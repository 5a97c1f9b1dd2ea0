use crate::{
    channels::ChannelAddress,
    features::FeatureRecord,
    track::{TrackPosition, TrackRejection},
};
use radical_common::{Real, Sample};

/// Per-event observables which are not tied to a single channel.
#[derive(Debug, Clone, Copy, PartialEq, Eq, Hash, PartialOrd, Ord, strum::Display)]
pub enum ScalarKind {
    TrackX,
    TrackY,
    LowGainSum,
    LeadGlassSum,
    ReferenceTime,
}

/// Receives the features of every accepted event.
///
/// Only `observe` and `observe_scalar` must be implemented, the remaining
/// methods do nothing unless overridden.
#[allow(unused_variables)]
pub trait StatisticsSink {
    /// Called once per monitored channel of an accepted event.
    fn observe(&mut self, address: ChannelAddress, record: &FeatureRecord, track: &TrackPosition);

    fn observe_scalar(&mut self, kind: ScalarKind, value: Real);

    /// Called after `observe` with the raw amplitude slice of the channel.
    fn observe_waveform(
        &mut self,
        address: ChannelAddress,
        record: &FeatureRecord,
        amplitude: &[Sample],
    ) {
    }

    fn observe_rejection(&mut self, rejection: &TrackRejection) {}

    /// Called once per accepted event with both calorimeter sums, after
    /// they were passed to `observe_scalar`.
    fn observe_calorimeter(&mut self, low_gain: Real, lead_glass: Real) {}
}

impl<S: StatisticsSink + ?Sized> StatisticsSink for &mut S {
    fn observe(&mut self, address: ChannelAddress, record: &FeatureRecord, track: &TrackPosition) {
        (**self).observe(address, record, track)
    }

    fn observe_scalar(&mut self, kind: ScalarKind, value: Real) {
        (**self).observe_scalar(kind, value)
    }

    fn observe_waveform(
        &mut self,
        address: ChannelAddress,
        record: &FeatureRecord,
        amplitude: &[Sample],
    ) {
        (**self).observe_waveform(address, record, amplitude)
    }

    fn observe_rejection(&mut self, rejection: &TrackRejection) {
        (**self).observe_rejection(rejection)
    }

    fn observe_calorimeter(&mut self, low_gain: Real, lead_glass: Real) {
        (**self).observe_calorimeter(low_gain, lead_glass)
    }
}

/// Combines partial results accumulated by separate workers.
pub trait Merge {
    fn merge(&mut self, other: Self);
}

*Work instruction:* Could you set down every record exactly as given?

*Your response:*
repository 5a97c1f9b1dd2ea0
use crate::{
    channels::ChannelAddress,
    features::FeatureRecord,
    track::{TrackPosition, TrackRejection},
};
use radical_common::{Real, Sample};

/// Per-event observables which are not tied to a single channel.
#[derive(Debug, Clone, Copy, PartialEq, Eq, Hash, PartialOrd, Ord, strum::Display)]
pub enum ScalarKind {
    TrackX,
    TrackY,
    LowGainSum,
    LeadGlassSum,
    ReferenceTime,
}

/// Receives the features of every accepted event.
///
/// Only `observe` and `observe_scalar` must be implemented, the remaining
/// methods do nothing unless overridden.
#[allow(unused_variables)]
pub trait StatisticsSink {
    /// Called once per monitored channel of an accepted event.
    fn observe(&mut self, address: ChannelAddress, record: &FeatureRecord, track: &TrackPosition);

    fn observe_scalar(&mut self, kind: ScalarKind, value: Real);

    /// Called after `observe` with the raw amplitude slice of the channel.
    fn observe_waveform(
        &mut self,
        address: ChannelAddress,
        record: &FeatureRecord,
        amplitude: &[Sample],
    ) {
    }

    fn observe_rejection(&mut self, rejection: &TrackRejection) {}

    /// Called once per accepted event with both calorimeter sums, after
    /// they were passed to `observe_scalar`.
    fn observe_calorimeter(&mut self, low_gain: Real, lead_glass: Real) {}
}

impl<S: StatisticsSink + ?Sized> StatisticsSink for &mut S {
    fn observe(&mut self, address: ChannelAddress, record: &FeatureRecord, track: &TrackPosition) {
        (**self).observe(address, record, track)
    }

    fn observe_scalar(&mut self, kind: ScalarKind, value: Real) {
        (**self).observe_scalar(kind, value)
    }

    fn observe_waveform(
        &mut self,
        address: ChannelAddress,
        record: &FeatureRecord,
        amplitude: &[Sample],
    ) {
        (**self).observe_waveform(address, record, amplitude)
    }

    fn observe_rejection(&mut self, rejection: &TrackRejection) {
        (**self).observe_rejection(rejection)
    }

    fn observe_calorimeter(&mut self, low_gain: Real, lead_glass: Real) {
        (**self).observe_calorimeter(low_gain, lead_glass)
    }
}

/// Combines partial results accumulated by separate workers.
pub trait Merge {
    fn merge(&mut self, other: Self);
}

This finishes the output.